Turn Off the Light, Vol. 1 is the second extended play by German singer and songwriter Kim Petras. It was released on 1 October 2018 through her own label, BunHead Records. Petras began promoting the EP in mid-September, posting heavily edited photos to Instagram of herself, according to Paper, "styled as a sexy dead Victoria's Secret angel/Hades side-chick/goth middle schooler's notebook-doodled fantasy. She later posted to Twitter that she "[couldn't] wait to share" a collaboration with Elvira. Three vinyl LP pressings were released on 20 September 2019: a "pink and white galaxy swirl" and a clear vinyl, which were exclusive to Urban Outfitters in the US, and a neon pink pressing which is a general retail release.
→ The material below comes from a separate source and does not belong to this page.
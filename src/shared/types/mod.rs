pub mod errors;
pub mod pagination;

pub use errors::*;
pub use pagination::*;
The songs from the EP were incorporated into the full-length follow-up Turn Off the Light, which was released as her second mixtape one year later on 1 October 2019.

==Music==
The EP opens with "Omen", inspired by the Halloween soundtrack, and contains "ominous production" and "heavenly vocals" by Petras before transitioning into "Close Your Eyes", called a "zombie-fied banger" with a "racing beat" by Idolator. "TRANSylvania" does not feature much of Petras' vocals, but includes a "throbbing bass and haunting sound effects". The title track "Turn Off the Light" drew inspiration from Britney Spears' album Blackout and features lyrics about "dangerous love" and a guest appearance from Elvira, who states: "Embrace your fear, don't dare to run. Only then will you be what you're meant to become." The "dark, dance-pop banger" was described as "LGBTQ+ excellence" by MTV News. "Tell Me It's a Nightmare" also concerns the theme of dangerous love, while "I Don't Wanna Die..." is a "synth-driven" song that, according to Idolator, could be heard at clubs. "In the Next Life" is a "dark pop" track and an "electro-kissed banger", while closing track "Boo! Bitch!" was considered to contain the same elements as "I Don't Wanna Die..."

==Accolades==

| Publication | Accolade | Rank | Ref. |
|---|---|---|---|
| Idolator | Top 20 Best EPs, Mixtapes and Playlists of 2018 | 13 |  |

==Track listing==
Credits adapted from Tidal.

Notes
- "Omen" is stylised as "o m e n".
- "Transylvania" is stylised as "TRANSylvania".
- "I Don't Wanna Die..." is stylised in sentence case on some platforms and in all lowercase on others.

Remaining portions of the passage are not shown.